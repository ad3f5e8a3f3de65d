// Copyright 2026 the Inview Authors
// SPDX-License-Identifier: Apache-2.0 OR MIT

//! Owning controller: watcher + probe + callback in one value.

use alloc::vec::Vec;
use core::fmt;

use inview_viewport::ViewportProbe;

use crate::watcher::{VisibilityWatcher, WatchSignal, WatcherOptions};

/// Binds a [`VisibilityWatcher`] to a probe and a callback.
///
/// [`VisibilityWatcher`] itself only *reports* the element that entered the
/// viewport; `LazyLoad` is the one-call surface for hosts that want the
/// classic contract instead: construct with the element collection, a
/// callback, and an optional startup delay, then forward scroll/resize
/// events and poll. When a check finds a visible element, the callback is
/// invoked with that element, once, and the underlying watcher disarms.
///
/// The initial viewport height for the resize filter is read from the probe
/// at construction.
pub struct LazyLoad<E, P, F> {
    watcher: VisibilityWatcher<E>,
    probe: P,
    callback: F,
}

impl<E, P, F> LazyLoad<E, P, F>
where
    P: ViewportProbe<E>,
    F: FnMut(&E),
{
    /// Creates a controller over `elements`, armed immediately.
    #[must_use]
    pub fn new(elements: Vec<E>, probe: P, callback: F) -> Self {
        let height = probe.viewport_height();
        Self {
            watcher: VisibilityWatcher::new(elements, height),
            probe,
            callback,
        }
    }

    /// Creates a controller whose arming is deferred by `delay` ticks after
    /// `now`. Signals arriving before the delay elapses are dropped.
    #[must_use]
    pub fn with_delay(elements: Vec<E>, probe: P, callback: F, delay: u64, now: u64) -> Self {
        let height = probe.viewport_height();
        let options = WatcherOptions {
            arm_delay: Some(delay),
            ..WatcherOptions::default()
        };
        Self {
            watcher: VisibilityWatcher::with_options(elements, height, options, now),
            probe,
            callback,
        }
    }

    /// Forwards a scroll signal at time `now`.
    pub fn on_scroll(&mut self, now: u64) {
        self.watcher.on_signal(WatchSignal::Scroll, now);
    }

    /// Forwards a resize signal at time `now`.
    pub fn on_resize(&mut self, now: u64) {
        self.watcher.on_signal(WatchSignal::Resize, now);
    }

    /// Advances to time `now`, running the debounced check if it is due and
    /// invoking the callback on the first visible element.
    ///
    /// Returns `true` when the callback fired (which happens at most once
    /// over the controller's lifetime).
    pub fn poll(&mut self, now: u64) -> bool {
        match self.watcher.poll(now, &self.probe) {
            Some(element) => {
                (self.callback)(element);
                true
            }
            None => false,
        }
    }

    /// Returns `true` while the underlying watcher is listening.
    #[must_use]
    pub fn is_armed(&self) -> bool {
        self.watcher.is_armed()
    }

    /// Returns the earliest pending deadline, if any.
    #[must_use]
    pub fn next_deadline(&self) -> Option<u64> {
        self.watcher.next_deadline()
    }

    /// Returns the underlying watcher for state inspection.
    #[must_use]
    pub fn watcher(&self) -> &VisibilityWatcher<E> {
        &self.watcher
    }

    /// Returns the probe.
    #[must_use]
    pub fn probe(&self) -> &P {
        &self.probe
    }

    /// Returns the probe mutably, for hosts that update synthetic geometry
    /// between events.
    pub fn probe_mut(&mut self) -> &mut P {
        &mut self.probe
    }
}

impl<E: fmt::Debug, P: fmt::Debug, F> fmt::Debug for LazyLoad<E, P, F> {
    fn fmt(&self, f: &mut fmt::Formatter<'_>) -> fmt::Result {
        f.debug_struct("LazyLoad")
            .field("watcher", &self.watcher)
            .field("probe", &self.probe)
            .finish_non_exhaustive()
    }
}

===============

# TO DO:
Your task is to output exactly the lines running from the one with "Returns the probe." through the final line of the material above, with both ends included.

# FINAL ANSWER:
    /// Returns the probe.
    #[must_use]
    pub fn probe(&self) -> &P {
        &self.probe
    }

    /// Returns the probe mutably, for hosts that update synthetic geometry
    /// between events.
    pub fn probe_mut(&mut self) -> &mut P {
        &mut self.probe
    }
}

impl<E: fmt::Debug, P: fmt::Debug, F> fmt::Debug for LazyLoad<E, P, F> {
    fn fmt(&self, f: &mut fmt::Formatter<'_>) -> fmt::Result {
        f.debug_struct("LazyLoad")
            .field("watcher", &self.watcher)
            .field("probe", &self.probe)
            .finish_non_exhaustive()
    }
}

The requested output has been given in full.